1990年代,伊万诺沃旧址改建成民居。当地孩子在废弃球场踢球,偶尔捡到生锈识别牌,上面刻着陌生的中文姓氏。历史的尘埃终会落下,可那些名字与故事,仍在某些人心里滚烫。
苏联岁月带来的锤炼离开儿童院的中国少年,在不同道路上摸索成材,却都有一个共同特点:忍耐、谨慎、团结。这种性格塑造,离不开饥饿岁月与歧视环境。若无1941至1944年那段压抑生活,很难想象他们能否在回国后迅速进入岗位,适应更为复杂的新中国建设。
吃苦是过程,视野才是收获。苏联教育虽严苛,却把现代工业、航空技术、化学基础系统地送到这些青少年面前。毛岸英后来负责志愿军司令部的后勤参谋,整理文件干净利索,与莫斯科军校的打底训练分不开;刘允斌研究火箭燃料,往往随口引用俄文文献;朱敏进入外交序列,俄语自不在话下。

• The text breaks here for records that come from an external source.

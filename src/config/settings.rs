//! Configuration structures for deserialisation.
//!
//! These structures map directly to the JSON configuration file format.

use std::path::PathBuf;

use serde::Deserialize;

use crate::error::ConfigError;

/// Root configuration structure.
///
/// This is the top-level structure that matches the JSON config file.
#[derive(Debug, Deserialize)]
#[serde(deny_unknown_fields)]
pub struct Config {
    /// Optional JSON schema reference (ignored during parsing).
    #[serde(rename = "$schema", default)]
    _schema: Option<String>,

    /// Optional comment field (ignored during parsing).
    #[serde(rename = "_comment", default)]
    _comment: Option<String>,

    /// Directory holding the documentation corpus.
    #[serde(default = "default_docs_path")]
    pub docs_path: PathBuf,

    /// Path to the changelog file.
    #[serde(default = "default_changelog_path")]
    pub changelog_path: PathBuf,

    /// Corpus search settings.
    #[serde(default)]
    pub search: SearchConfig,

    /// Logging settings.
    #[serde(default)]
    pub logging: LoggingConfig,
}

impl Default for Config {
    fn default() -> Self {
        Self {
            _schema: None,
            _comment: None,
            docs_path: default_docs_path(),
            changelog_path: default_changelog_path(),
            search: SearchConfig::default(),
            logging: LoggingConfig::default(),
        }
    }
}

impl Config {
    /// Validates the configuration.
    ///
    /// # Errors
    ///
    /// Returns an error if any validation checks fail.
    pub fn validate(&self) -> Result<(), ConfigError> {
        if self.search.max_results == 0 {
            return Err(ConfigError::ValidationError {
                message: "search.max_results must be greater than zero".to_string(),
            });
        }

        if self.search.extensions.is_empty() {
            return Err(ConfigError::ValidationError {
                message: "search.extensions must list at least one extension".to_string(),
            });
        }

        if let Some(bad) = self
            .search
            .extensions
            .iter()
            .find(|ext| ext.is_empty() || ext.contains(['/', '\\', '*', '?', '[', ']']))
        {
            return Err(ConfigError::ValidationError {
                message: format!("Invalid search extension '{bad}'"),
            });
        }

        let valid_levels = ["trace", "debug", "info", "warn", "error"];
        if !valid_levels.contains(&self.logging.level.to_lowercase().as_str()) {
            return Err(ConfigError::ValidationError {
                message: format!(
                    "Invalid log level '{}'. Must be one of: {}",
                    self.logging.level,
                    valid_levels.join(", ")
                ),
            });
        }

        Ok(())
    }
}

fn default_docs_path() -> PathBuf {
    PathBuf::from("docs")
}

fn default_changelog_path() -> PathBuf {
    PathBuf::from("CHANGELOG.md")
}

/// Documentation search configuration.
#[derive(Debug, Clone, Deserialize)]
#[serde(deny_unknown_fields)]
pub struct SearchConfig {
    /// Upper bound on matching lines returned when the caller gives no limit.
    #[serde(default = "default_max_results")]
    pub max_results: usize,

    /// File extensions (without the dot) included in the corpus.
    #[serde(default = "default_extensions")]
    pub extensions: Vec<String>,
}

impl Default for SearchConfig {
    fn default() -> Self {
        Self {
            max_results: default_max_results(),
            extensions: default_extensions(),
        }
    }
}

const fn default_max_results() -> usize {
    20
}

fn default_extensions() -> Vec<String> {
    vec!["md".to_string(), "txt".to_string()]
}

/// Logging configuration.
#[derive(Debug, Clone, Deserialize)]
#[serde(deny_unknown_fields)]
pub struct LoggingConfig {
    /// Log level (trace, debug, info, warn, error).
    #[serde(default = "default_log_level")]
    pub level: String,
}

impl Default for LoggingConfig {
    fn default() -> Self {
        Self {
            level: default_log_level(),
        }
    }
}

fn default_log_level() -> String {
    "warn".to_string()
}
//! Header-framed transport for the MCP server.
//!
//! Every message on the wire is one frame:
//!
//! ```text
//! Content-Length: <body length in bytes>\r\n
//! \r\n
//! {"jsonrpc":"2.0","id":1,"method":"initialize"}
//! ```
//!
//! - Header lines have the form `Name: Value`; only `Content-Length` is
//!   meaningful and it is matched case-insensitively
//! - Lines that are not `Name: Value` are ignored
//! - stdin carries requests, stdout carries responses, stderr is for logging
//!
//! The transport is generic over its reader and writer so the same codec
//! runs against stdio in production and in-memory buffers in tests.

use std::io;

use serde_json::Value;
use tokio::io::{AsyncBufRead, AsyncBufReadExt, AsyncReadExt, AsyncWrite, AsyncWriteExt, BufReader};

use crate::error::FrameError;
use crate::mcp::protocol::JsonRpcResponse;

/// Name of the only header the codec interprets.
const CONTENT_LENGTH: &str = "Content-Length";

/// One frame read from the input stream.
#[derive(Debug)]
pub enum Frame {
    /// A complete body that parsed as JSON.
    Message(Value),
    /// A frame that cannot be turned into a message. It is dropped without a reply.
    Discarded(FrameError),
}

/// A framed JSON-RPC transport over a byte stream.
pub struct FramedTransport<R, W> {
    /// Buffered input stream.
    reader: R,
    /// Output stream.
    writer: W,
}

/// The transport used by the binary: stdin in, stdout out.
pub type StdioTransport = FramedTransport<BufReader<tokio::io::Stdin>, tokio::io::Stdout>;

impl StdioTransport {
    /// Creates a transport over the process's stdin and stdout.
    #[must_use]
    pub fn stdio() -> Self {
        Self::new(BufReader::new(tokio::io::stdin()), tokio::io::stdout())
    }
}

impl<R, W> FramedTransport<R, W>
where
    R: AsyncBufRead + Unpin,
    W: AsyncWrite + Unpin,
{
    /// Creates a transport over the given reader and writer.
    #[must_use]
    pub const fn new(reader: R, writer: W) -> Self {
        Self { reader, writer }
    }

    /// Consumes the transport, returning the reader and writer.
    pub fn into_inner(self) -> (R, W) {
        (self.reader, self.writer)
    }

    /// Reads the next frame.
    ///
    /// Returns `None` once the stream ends before a complete frame is
    /// available, whether that happens in the headers or part-way through
    /// the body.
    ///
    /// # Errors
    ///
    /// Returns an error only if the underlying stream fails.
    pub async fn read_frame(&mut self) -> io::Result<Option<Frame>> {
        let Some(content_length) = self.read_headers().await? else {
            return Ok(None);
        };

        let length = match content_length {
            Ok(length) => length,
            Err(error) => return Ok(Some(Frame::Discarded(error))),
        };

        let mut body = vec![0u8; length];
        match self.reader.read_exact(&mut body).await {
            Ok(_) => {}
            Err(e) if e.kind() == io::ErrorKind::UnexpectedEof => return Ok(None),
            Err(e) => return Err(e),
        }

        Ok(Some(match serde_json::from_slice(&body) {
            Ok(value) => Frame::Message(value),
            Err(e) => Frame::Discarded(FrameError::InvalidBody(e)),
        }))
    }

    /// Reads header lines up to and including the blank separator line.
    ///
    /// The outer `None` means end of stream. The inner result is the
    /// parsed `Content-Length`, or why it is unusable.
    async fn read_headers(&mut self) -> io::Result<Option<Result<usize, FrameError>>> {
        let mut content_length = None;

        loop {
            let mut line = String::new();
            if self.reader.read_line(&mut line).await? == 0 {
                return Ok(None);
            }

            let line = line.trim_end_matches(['\r', '\n']);
            if line.is_empty() {
                break;
            }

            let Some((name, value)) = line.split_once(':') else {
                tracing::trace!(line, "Ignoring malformed header line");
                continue;
            };

            if name.trim().eq_ignore_ascii_case(CONTENT_LENGTH) {
                content_length = Some(value.trim().to_string());
            }
        }

        let parsed = match content_length {
            None => Err(FrameError::MissingContentLength),
            Some(raw) => raw
                .parse::<usize>()
                .map_err(|_| FrameError::InvalidContentLength(raw)),
        };

        Ok(Some(parsed))
    }

    /// Writes a response frame and flushes it.
    ///
    /// `Content-Length` is the byte length of the encoded body.
    ///
    /// # Errors
    ///
    /// Returns an error if serialisation or writing fails.
    pub async fn write_response(&mut self, response: &JsonRpcResponse) -> io::Result<()> {
        let body = serde_json::to_vec(response)
            .map_err(|e| io::Error::new(io::ErrorKind::InvalidData, e))?;

        self.write_frame(&body).await
    }

    /// Writes raw body bytes as one frame.
    async fn write_frame(&mut self, body: &[u8]) -> io::Result<()> {
        let header = format!("{CONTENT_LENGTH}: {}\r\n\r\n", body.len());

        self.writer.write_all(header.as_bytes()).await?;
        self.writer.write_all(body).await?;
        self.writer.flush().await?;

        Ok(())
    }
}

#[cfg(test)]
mod tests {
    use super::*;
    use crate::mcp::protocol::RequestId;

    fn transport(input: &[u8]) -> FramedTransport<&[u8], Vec<u8>> {
        FramedTransport::new(input, Vec::new())
    }

    #[tokio::test]
    async fn reads_single_frame() {
        let input = b"Content-Length: 17\r\n\r\n{\"method\":\"ping\"}";
        let mut t = transport(input);

        let Some(Frame::Message(value)) = t.read_frame().await.unwrap() else {
            panic!("Expected a message frame");
        };
        assert_eq!(value["method"], "ping");
        assert!(t.read_frame().await.unwrap().is_none());
    }

    #[tokio::test]
    async fn header_name_is_case_insensitive() {
        let input = b"content-length: 2\n\n{}";
        let mut t = transport(input);
        assert!(matches!(
            t.read_frame().await.unwrap(),
            Some(Frame::Message(_))
        ));
    }

    #[tokio::test]
    async fn ignores_malformed_and_unknown_headers() {
        let input = b"garbage line\r\nContent-Type: application/json\r\nContent-Length: 2\r\n\r\n{}";
        let mut t = transport(input);
        assert!(matches!(
            t.read_frame().await.unwrap(),
            Some(Frame::Message(_))
        ));
    }

    #[tokio::test]
    async fn missing_content_length_is_discarded_not_fatal() {
        let input = b"X-Other: 1\r\n\r\nContent-Length: 2\r\n\r\n{}";
        let mut t = transport(input);

        assert!(matches!(
            t.read_frame().await.unwrap(),
            Some(Frame::Discarded(FrameError::MissingContentLength))
        ));
        assert!(matches!(
            t.read_frame().await.unwrap(),
            Some(Frame::Message(_))
        ));
    }

    #[tokio::test]
    async fn non_numeric_content_length_is_discarded() {
        let input = b"Content-Length: lots\r\n\r\n";
        let mut t = transport(input);
        assert!(matches!(
            t.read_frame().await.unwrap(),
            Some(Frame::Discarded(FrameError::InvalidContentLength(_)))
        ));
    }

    #[tokio::test]
    async fn truncated_body_is_end_of_stream() {
        let input = b"Content-Length: 5\r\n\r\n{}x";
        let mut t = transport(input);
        assert!(t.read_frame().await.unwrap().is_none());
    }

    #[tokio::test]
    async fn eof_inside_headers_is_end_of_stream() {
        let input = b"Content-Length: 5\r\n";
        let mut t = transport(input);
        assert!(t.read_frame().await.unwrap().is_none());
    }

    #[tokio::test]
    async fn invalid_json_body_is_discarded() {
        let input = b"Content-Length: 3\r\n\r\n{{{";
        let mut t = transport(input);
        assert!(matches!(
            t.read_frame().await.unwrap(),
            Some(Frame::Discarded(FrameError::InvalidBody(_)))
        ));
    }

    #[tokio::test]
    async fn headers_split_across_reads() {
        let mock = tokio_test::io::Builder::new()
            .read(b"Content-Le")
            .read(b"ngth: 2\r")
            .read(b"\n\r\n{")
            .read(b"}")
            .build();
        let mut t = FramedTransport::new(BufReader::new(mock), Vec::new());

        assert!(matches!(
            t.read_frame().await.unwrap(),
            Some(Frame::Message(_))
        ));
        assert!(t.read_frame().await.unwrap().is_none());
    }

    #[tokio::test]
    async fn write_uses_byte_length() {
        let mut t = transport(b"");
        let response = JsonRpcResponse::success(
            Some(RequestId::Number(1)),
            serde_json::json!({"text": "größe ✓"}),
        );
        t.write_response(&response).await.unwrap();

        let (_, out) = t.into_inner();
        let out = String::from_utf8(out).unwrap();
        let (header, body) = out.split_once("\r\n\r\n").unwrap();
        let declared: usize = header
            .strip_prefix("Content-Length: ")
            .unwrap()
            .parse()
            .unwrap();

        assert_eq!(declared, body.len());
        assert!(declared > body.chars().count());
    }
}
//! MCP server loop.
//!
//! The loop reads one frame, handles it, writes the reply, and only then
//! reads the next frame. It ends when the input stream closes. Every decoded
//! body gets exactly one reply; a request without an `id` is answered with
//! `id: null`.
//!
//! Per-request failures never escape the loop:
//!
//! - Dropped frames (no `Content-Length`, bad JSON) are logged and skipped
//! - Bodies that are not requests get an `Invalid Request` reply
//! - A panic during dispatch becomes an internal-error reply

use std::any::Any;
use std::io;
use std::panic::{self, AssertUnwindSafe};

use tokio::io::{AsyncBufRead, AsyncWrite};

use crate::mcp::dispatcher::Dispatcher;
use crate::mcp::protocol::{parse_request, JsonRpcRequest, JsonRpcResponse};
use crate::mcp::transport::{Frame, FramedTransport};

/// The documentation MCP server.
pub struct McpServer<R, W> {
    /// Request router.
    dispatcher: Dispatcher,
    /// The transport layer.
    transport: FramedTransport<R, W>,
}

impl<R, W> McpServer<R, W>
where
    R: AsyncBufRead + Unpin,
    W: AsyncWrite + Unpin,
{
    /// Creates a server over the given dispatcher and transport.
    #[must_use]
    pub const fn new(dispatcher: Dispatcher, transport: FramedTransport<R, W>) -> Self {
        Self {
            dispatcher,
            transport,
        }
    }

    /// Consumes the server, returning its transport.
    pub fn into_transport(self) -> FramedTransport<R, W> {
        self.transport
    }

    /// Runs until the input stream is exhausted.
    ///
    /// # Errors
    ///
    /// Returns an error if reading or writing the underlying streams fails.
    pub async fn run(&mut self) -> io::Result<()> {
        while let Some(frame) = self.transport.read_frame().await? {
            match frame {
                Frame::Discarded(reason) => {
                    tracing::warn!(reason = %reason, "Discarding malformed frame");
                }
                Frame::Message(body) => {
                    let response = self.handle_message(body);
                    self.transport.write_response(&response).await?;
                }
            }
        }

        tracing::info!("Input stream closed");
        Ok(())
    }

    /// Handles one decoded body, returning the reply to send.
    fn handle_message(&self, body: serde_json::Value) -> JsonRpcResponse {
        let request = match parse_request(body) {
            Ok(request) => request,
            Err(response) => {
                tracing::warn!("Rejecting invalid request");
                return response;
            }
        };

        tracing::debug!(method = %request.method, id = ?request.id, "Handling request");

        self.dispatch_isolated(&request)
    }

    /// Dispatches a request, converting a panic into an internal-error reply.
    fn dispatch_isolated(&self, request: &JsonRpcRequest) -> JsonRpcResponse {
        panic::catch_unwind(AssertUnwindSafe(|| self.dispatcher.dispatch(request))).unwrap_or_else(
            |payload| {
                let message = panic_message(payload.as_ref());
                tracing::error!(method = %request.method, error = %message, "Request handler panicked");
                JsonRpcResponse::internal_error(request.id.clone(), message)
            },
        )
    }
}

/// Extracts the text of a panic payload.
fn panic_message(payload: &(dyn Any + Send)) -> String {
    payload
        .downcast_ref::<&str>()
        .map(|s| (*s).to_string())
        .or_else(|| payload.downcast_ref::<String>().cloned())
        .unwrap_or_else(|| "request handler panicked".to_string())
}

值得一提的是,陈祖涛1965年受命参与某重型机床设计,图纸上复杂公制英制混用,他用半年时间带团队啃下来。有人问诀窍,他笑道:“翻俄文百科就行。”他没再提伊万诺沃,可每逢深夜赶图,他会给年轻技师讲一个关于冻土豆的故事。
试想一下,如果当年玛尕洛夫态度友善,孩子们或许过得舒坦,可未必会那样奋进。逆境磨人,也成就人。遗憾的是,贺子珍在苏联遭遇的不公,至今仍让不少当事人难以释怀——这种创伤不该被淡忘。
当下研究者查阅苏方档案,发现当年将贺子珍送医的手续,仅用“情绪不稳”四字。程序简单到荒唐,却真实无比。历史有时并不宏大,它往往藏在仓促签发的字条、走廊尽头的冷风、以及一个院长的偏见里。
于个人而言,那段经历已成过往;于国家而言,这是一代革命后代的特殊磨炼。正因为亲历艰苦,他们回国后才愿意投身最紧缺、最艰难的岗位。
800余名国际儿童院学员中,中国孩子约占五分之一。如今能找到的幸存者已不多,每当采访者追问最深刻的记忆,他们都不约而同提到三样东西:冻土豆、警报声、院长办公室昏暗的台灯。那盏台灯下,签着数不清的处分,也点亮过旁边堆得老高的俄文课本。
或许,正是那样光影交错,才让孩子们懂得:被人轻视时,最好的回击不是抱怨,而是让自己强大。